*** Opening Listed records ***

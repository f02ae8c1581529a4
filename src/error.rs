// Error handling module
// Defines the error taxonomy shared by the auth layer, the API client and the tools

use std::sync::Arc;
use thiserror::Error;

/// Maximum number of characters of an upstream error body kept in `ApiError::Api`
pub const MAX_ERROR_BODY_CHARS: usize = 200;

/// Errors that can occur while talking to the VerifyWise API
#[derive(Error, Debug)]
pub enum ApiError {
    /// Upstream returned 404 for the requested path
    #[error("Resource not found: {path}")]
    NotFound { path: String },

    /// Upstream returned an error status other than 404
    #[error("VerifyWise API error {status}: {message}")]
    Api { status: u16, message: String },

    /// No HTTP response could be obtained
    #[error("Network error calling {path}: {source}")]
    Network {
        path: String,
        #[source]
        source: reqwest::Error,
    },

    /// Login/refresh response did not carry a recognised token field
    #[error("Authentication response error: {0}")]
    AuthResponse(String),

    /// Configuration error
    #[error("Configuration error: {0}")]
    Config(String),

    /// Tool argument validation error
    #[error("Validation error: {0}")]
    Validation(String),

    /// The client was closed and can no longer issue requests
    #[error("API client is closed")]
    Closed,

    /// Outcome of a single-flight auth operation, shared with every waiter
    #[error(transparent)]
    Shared(Arc<ApiError>),

    /// Internal error
    #[error("Internal error: {0}")]
    Internal(#[from] anyhow::Error),
}

impl ApiError {
    /// Build an `Api` error, truncating the body excerpt
    pub fn api(status: u16, body: &str) -> Self {
        ApiError::Api {
            status,
            message: truncate_chars(body, MAX_ERROR_BODY_CHARS),
        }
    }

    /// Unwrap any `Shared` layers and return the underlying error
    pub fn root(&self) -> &ApiError {
        match self {
            ApiError::Shared(inner) => inner.root(),
            other => other,
        }
    }

    /// True if the upstream reported the resource as absent
    pub fn is_not_found(&self) -> bool {
        matches!(self.root(), ApiError::NotFound { .. })
    }

    /// HTTP status reported by the upstream, if any
    pub fn status(&self) -> Option<u16> {
        match self.root() {
            ApiError::NotFound { .. } => Some(404),
            ApiError::Api { status, .. } => Some(*status),
            _ => None,
        }
    }

    /// Single-line message safe to surface to an agent or end user.
    ///
    /// Never contains credentials; upstream bodies are already capped at
    /// `MAX_ERROR_BODY_CHARS`.
    pub fn user_message(&self) -> String {
        match self.root() {
            ApiError::Network { path, source } => {
                format!(
                    "Network error calling {} (kind: {})",
                    path,
                    transport_error_kind(source)
                )
            }
            other => other.to_string(),
        }
    }
}

/// Truncate a string to at most `max` characters on a char boundary
pub fn truncate_chars(s: &str, max: usize) -> String {
    match s.char_indices().nth(max) {
        Some((idx, _)) => s[..idx].to_string(),
        None => s.to_string(),
    }
}

/// Categorize a transport failure for logs and user-facing messages
pub fn transport_error_kind(e: &reqwest::Error) -> &'static str {
    if e.is_timeout() {
        "timeout"
    } else if e.is_connect() {
        "connection_failed"
    } else if e.is_request() {
        "request_error"
    } else if e.is_body() {
        "body_error"
    } else if e.is_decode() {
        "decode_error"
    } else {
        "unknown"
    }
}

/// Result type alias for API operations
pub type Result<T> = std::result::Result<T, ApiError>;

#[cfg(test)]
mod tests {
    use super::*;

    #[test]
    fn test_error_messages() {
        let err = ApiError::NotFound {
            path: "/api/projects/999".to_string(),
        };
        assert_eq!(err.to_string(), "Resource not found: /api/projects/999");

        let err = ApiError::Api {
            status: 500,
            message: "boom".to_string(),
        };
        assert_eq!(err.to_string(), "VerifyWise API error 500: boom");

        let err = ApiError::AuthResponse("no token field".to_string());
        assert_eq!(
            err.to_string(),
            "Authentication response error: no token field"
        );
    }

    #[test]
    fn test_config_error_message() {
        let err = ApiError::Config("VERIFYWISE_EMAIL is required".to_string());
        assert_eq!(
            err.to_string(),
            "Configuration error: VERIFYWISE_EMAIL is required"
        );
    }

    #[test]
    fn test_internal_error_message() {
        let err = ApiError::Internal(anyhow::anyhow!("Something went wrong"));
        assert_eq!(err.to_string(), "Internal error: Something went wrong");
    }

    #[test]
    fn test_api_error_truncates_body() {
        let body = "x".repeat(500);
        let err = ApiError::api(502, &body);
        match err {
            ApiError::Api { status, message } => {
                assert_eq!(status, 502);
                assert_eq!(message.chars().count(), MAX_ERROR_BODY_CHARS);
            }
            other => panic!("unexpected error: {:?}", other),
        }
    }

    #[test]
    fn test_truncate_chars_multibyte() {
        let s = "ééééé";
        assert_eq!(truncate_chars(s, 3), "ééé");
        assert_eq!(truncate_chars(s, 10), s);
        assert_eq!(truncate_chars("", 3), "");
    }

    #[test]
    fn test_shared_error_is_transparent() {
        let inner = Arc::new(ApiError::AuthResponse("missing".to_string()));
        let err = ApiError::Shared(inner);
        assert_eq!(err.to_string(), "Authentication response error: missing");
        assert!(matches!(err.root(), ApiError::AuthResponse(_)));
        assert_eq!(err.user_message(), err.to_string());
    }

    #[test]
    fn test_status_and_not_found() {
        let err = ApiError::Shared(Arc::new(ApiError::NotFound {
            path: "/x".to_string(),
        }));
        assert!(err.is_not_found());
        assert_eq!(err.status(), Some(404));

        let err = ApiError::api(503, "unavailable");
        assert!(!err.is_not_found());
        assert_eq!(err.status(), Some(503));

        assert_eq!(ApiError::Closed.status(), None);
    }
}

*** Closing Listed records ***

§ What needs to be done
Starting from the first line above, copy the data through to the last line exactly.

§ Reply
repository f02ae8c1581529a4
filename src/error.rs
// Error handling module
// Defines the error taxonomy shared by the auth layer, the API client and the tools

use std::sync::Arc;
use thiserror::Error;

/// Maximum number of characters of an upstream error body kept in `ApiError::Api`
pub const MAX_ERROR_BODY_CHARS: usize = 200;

/// Errors that can occur while talking to the VerifyWise API
#[derive(Error, Debug)]
pub enum ApiError {
    /// Upstream returned 404 for the requested path
    #[error("Resource not found: {path}")]
    NotFound { path: String },

    /// Upstream returned an error status other than 404
    #[error("VerifyWise API error {status}: {message}")]
    Api { status: u16, message: String },

    /// No HTTP response could be obtained
    #[error("Network error calling {path}: {source}")]
    Network {
        path: String,
        #[source]
        source: reqwest::Error,
    },

    /// Login/refresh response did not carry a recognised token field
    #[error("Authentication response error: {0}")]
    AuthResponse(String),

    /// Configuration error
    #[error("Configuration error: {0}")]
    Config(String),

    /// Tool argument validation error
    #[error("Validation error: {0}")]
    Validation(String),

    /// The client was closed and can no longer issue requests
    #[error("API client is closed")]
    Closed,

    /// Outcome of a single-flight auth operation, shared with every waiter
    #[error(transparent)]
    Shared(Arc<ApiError>),

    /// Internal error
    #[error("Internal error: {0}")]
    Internal(#[from] anyhow::Error),
}

impl ApiError {
    /// Build an `Api` error, truncating the body excerpt
    pub fn api(status: u16, body: &str) -> Self {
        ApiError::Api {
            status,
            message: truncate_chars(body, MAX_ERROR_BODY_CHARS),
        }
    }

    /// Unwrap any `Shared` layers and return the underlying error
    pub fn root(&self) -> &ApiError {
        match self {
            ApiError::Shared(inner) => inner.root(),
            other => other,
        }
    }

    /// True if the upstream reported the resource as absent
    pub fn is_not_found(&self) -> bool {
        matches!(self.root(), ApiError::NotFound { .. })
    }

    /// HTTP status reported by the upstream, if any
    pub fn status(&self) -> Option<u16> {
        match self.root() {
            ApiError::NotFound { .. } => Some(404),
            ApiError::Api { status, .. } => Some(*status),
            _ => None,
        }
    }

    /// Single-line message safe to surface to an agent or end user.
    ///
    /// Never contains credentials; upstream bodies are already capped at
    /// `MAX_ERROR_BODY_CHARS`.
    pub fn user_message(&self) -> String {
        match self.root() {
            ApiError::Network { path, source } => {
                format!(
                    "Network error calling {} (kind: {})",
                    path,
                    transport_error_kind(source)
                )
            }
            other => other.to_string(),
        }
    }
}

/// Truncate a string to at most `max` characters on a char boundary
pub fn truncate_chars(s: &str, max: usize) -> String {
    match s.char_indices().nth(max) {
        Some((idx, _)) => s[..idx].to_string(),
        None => s.to_string(),
    }
}

/// Categorize a transport failure for logs and user-facing messages
pub fn transport_error_kind(e: &reqwest::Error) -> &'static str {
    if e.is_timeout() {
        "timeout"
    } else if e.is_connect() {
        "connection_failed"
    } else if e.is_request() {
        "request_error"
    } else if e.is_body() {
        "body_error"
    } else if e.is_decode() {
        "decode_error"
    } else {
        "unknown"
    }
}

/// Result type alias for API operations
pub type Result<T> = std::result::Result<T, ApiError>;

#[cfg(test)]
mod tests {
    use super::*;

    #[test]
    fn test_error_messages() {
        let err = ApiError::NotFound {
            path: "/api/projects/999".to_string(),
        };
        assert_eq!(err.to_string(), "Resource not found: /api/projects/999");

        let err = ApiError::Api {
            status: 500,
            message: "boom".to_string(),
        };
        assert_eq!(err.to_string(), "VerifyWise API error 500: boom");

        let err = ApiError::AuthResponse("no token field".to_string());
        assert_eq!(
            err.to_string(),
            "Authentication response error: no token field"
        );
    }

    #[test]
    fn test_config_error_message() {
        let err = ApiError::Config("VERIFYWISE_EMAIL is required".to_string());
        assert_eq!(
            err.to_string(),
            "Configuration error: VERIFYWISE_EMAIL is required"
        );
    }

    #[test]
    fn test_internal_error_message() {
        let err = ApiError::Internal(anyhow::anyhow!("Something went wrong"));
        assert_eq!(err.to_string(), "Internal error: Something went wrong");
    }

    #[test]
    fn test_api_error_truncates_body() {
        let body = "x".repeat(500);
        let err = ApiError::api(502, &body);
        match err {
            ApiError::Api { status, message } => {
                assert_eq!(status, 502);
                assert_eq!(message.chars().count(), MAX_ERROR_BODY_CHARS);
            }
            other => panic!("unexpected error: {:?}", other),
        }
    }

    #[test]
    fn test_truncate_chars_multibyte() {
        let s = "ééééé";
        assert_eq!(truncate_chars(s, 3), "ééé");
        assert_eq!(truncate_chars(s, 10), s);
        assert_eq!(truncate_chars("", 3), "");
    }

    #[test]
    fn test_shared_error_is_transparent() {
        let inner = Arc::new(ApiError::AuthResponse("missing".to_string()));
        let err = ApiError::Shared(inner);
        assert_eq!(err.to_string(), "Authentication response error: missing");
        assert!(matches!(err.root(), ApiError::AuthResponse(_)));
        assert_eq!(err.user_message(), err.to_string());
    }

    #[test]
    fn test_status_and_not_found() {
        let err = ApiError::Shared(Arc::new(ApiError::NotFound {
            path: "/x".to_string(),
        }));
        assert!(err.is_not_found());
        assert_eq!(err.status(), Some(404));

        let err = ApiError::api(503, "unavailable");
        assert!(!err.is_not_found());
        assert_eq!(err.status(), Some(503));

        assert_eq!(ApiError::Closed.status(), None);
    }
}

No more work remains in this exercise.